Thursday, 14th November 2024

Mexico sends 70 Haitian migrants back to Port-au-Prince by plane

Mexico sent a group of 70 Haitian migrants, including 13 children, on a plane to Port-au-Prince, in which what the government said was part of an "assisted voluntary return.

Thursday, 30th September 2021

An estimated 8,000 Haitian migrants, fearing the US would expel them to Haiti, recently returned to Mexico [Mexico's National Migration Institute/Handout via
Mexico sent a group of 70 Haitian migrants, including 13 children, on a plane to Port-au-Prince, in which what the government said was part of an "assisted voluntary return" to Haiti. In a joint statement on Wednesday, Mexico's Foreign Minister said the flight was part of an agreement reached between Mexican and Haitian authorities to manage the increasing number of Haitian asylum seekers.

The ministries in a statement added that the migrants were in Mexico City and the nearest state to Mexico and in the states of Hidalgo and Tabasco.

The announcement comes after a group of more than 14,000 migrants, most of them Haitians, crossed the Rio Grande River from Mexico to Del Rio, Texas, where they set up a makeshift camp under a bridge.

US President Joe Biden's administration has rejected more than 4,600 Haitian asylum seekers in Haiti on 43 flights, a US Department of Homeland Security spokesman told media on Wednesday.

Thousands of more people are being held at US customs and border patrols, where most are waiting for expressions.

The expulsions have gathered widespread condemnation from immigration lawyers as well as members of Biden's own Democratic Party, who argue that asylum seekers should not be forced to return to a politically unstable country, followed by violence and natural disasters.

Human rights groups and a top UN expert have warned that the expulsions could violate international law.

Most migrants were extradited under the so-called "Title 42", a provision invoked by former President Donald Trump, who cited the coronavirus pandemic as a reason to block asylum seekers from seeking protection at the country's borders.

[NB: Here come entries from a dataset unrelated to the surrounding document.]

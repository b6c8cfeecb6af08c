use async_trait::async_trait;
use chrono::NaiveDateTime;
use common::{
    Appointment, AppointmentId, AppointmentStatus, AvailabilitySlot, DayOfWeek, DoctorId,
    PatientId, SlotId,
};

use crate::Result;

/// Persistence for recurring weekly availability slots.
///
/// Implementations enforce the no-overlap invariant atomically with the write:
/// `insert` and `update` fail with [`StoreError::SlotOverlap`] if the slot
/// would intersect another slot of the same doctor and day. Listings are
/// ordered by day (Sunday first) then start time.
///
/// [`StoreError::SlotOverlap`]: crate::StoreError::SlotOverlap
#[async_trait]
pub trait AvailabilityStore: Send + Sync {
    /// Persists a new slot.
    async fn insert(&self, slot: AvailabilitySlot) -> Result<AvailabilitySlot>;

    /// Replaces an existing slot, matched by id.
    ///
    /// Fails with `NotFound` if no slot has this id.
    async fn update(&self, slot: AvailabilitySlot) -> Result<AvailabilitySlot>;

    /// Deletes a slot. Fails with `NotFound` if no slot has this id.
    async fn delete(&self, id: SlotId) -> Result<()>;

    /// Retrieves a slot by id.
    async fn get(&self, id: SlotId) -> Result<Option<AvailabilitySlot>>;

    /// Lists every slot, grouped by doctor.
    async fn list_all(&self) -> Result<Vec<AvailabilitySlot>>;

    /// Lists the slots of one doctor.
    async fn list_by_doctor(&self, doctor_id: DoctorId) -> Result<Vec<AvailabilitySlot>>;

    /// Lists the slots of one doctor on one day.
    async fn list_by_doctor_and_day(
        &self,
        doctor_id: DoctorId,
        day: DayOfWeek,
    ) -> Result<Vec<AvailabilitySlot>>;

    /// Lists the slots of every doctor on one day.
    async fn list_by_day(&self, day: DayOfWeek) -> Result<Vec<AvailabilitySlot>>;

    /// Deletes every slot of a doctor in one atomic step.
    ///
    /// Returns the number of slots removed.
    async fn delete_all_for_doctor(&self, doctor_id: DoctorId) -> Result<u64>;
}

/// Persistence for appointments.
///
/// Implementations enforce that a doctor has at most one appointment per exact
/// `date_time`: `insert` and `update` fail with [`StoreError::DoubleBooking`]
/// otherwise, atomically with the write.
///
/// [`StoreError::DoubleBooking`]: crate::StoreError::DoubleBooking
#[async_trait]
pub trait AppointmentStore: Send + Sync {
    /// Persists a new appointment.
    async fn insert(&self, appointment: Appointment) -> Result<Appointment>;

    /// Rewrites the booking details of an existing appointment, matched by id.
    ///
    /// Only the patient, doctor, time, comment and `updated_at` are written;
    /// the stored status and cancellation justification are kept and returned.
    /// Fails with `NotFound` if no appointment has this id.
    async fn update(&self, appointment: Appointment) -> Result<Appointment>;

    /// Moves an appointment from `expected` to `status`, storing the
    /// justification alongside.
    ///
    /// Fails with `StatusConflict` if the stored status is no longer
    /// `expected`, so two racing transitions cannot both apply.
    async fn update_status(
        &self,
        id: AppointmentId,
        expected: AppointmentStatus,
        status: AppointmentStatus,
        justification: Option<String>,
    ) -> Result<Appointment>;

    /// Deletes an appointment. Fails with `NotFound` if no appointment has this id.
    async fn delete(&self, id: AppointmentId) -> Result<()>;

    /// Retrieves an appointment by id.
    async fn get(&self, id: AppointmentId) -> Result<Option<Appointment>>;

    /// Checks whether the doctor already has an appointment at exactly `date_time`,
    /// ignoring the appointment `excluding` if given.
    async fn exists_at(
        &self,
        doctor_id: DoctorId,
        date_time: NaiveDateTime,
        excluding: Option<AppointmentId>,
    ) -> Result<bool>;

    /// Lists a doctor's appointments ordered by time.
    async fn list_by_doctor(&self, doctor_id: DoctorId) -> Result<Vec<Appointment>>;

    /// Lists a patient's appointments ordered by time.
    async fn list_by_patient(&self, patient_id: PatientId) -> Result<Vec<Appointment>>;
}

An estimated 8,000 asylum seekers fear deportation to Haiti back from the US and Mexico, where officials have urged them to comply with asylum applications in the south of the country.

Thousands more have gathered in the city of Tapachula, which borders Guatemala, but many have been waiting months for responses to their asylum applications.

The Mexican National Refugee Agency is struggling with rising demand that has overwhelmed its capacity. The Reuters news agency reported on Tuesday that about 1,000 migrants had gone to a sports stadium in Tapachula to request appointments for asylum.

Chenet, 38, a Haitian asylum seeker who did not give Reuters his first name, said he paid 6,000 pesos ($ 300) to someone in Tapachula to secure an appointment without realizing it was a fraud.

"They say there is nothing at the moment; there are no appointments," he said.

The Mexican Commission on Refugee Assistance (COMAR) said people with appointments by October 20 and who did not verify their appointments before Thursday would lose their jobs.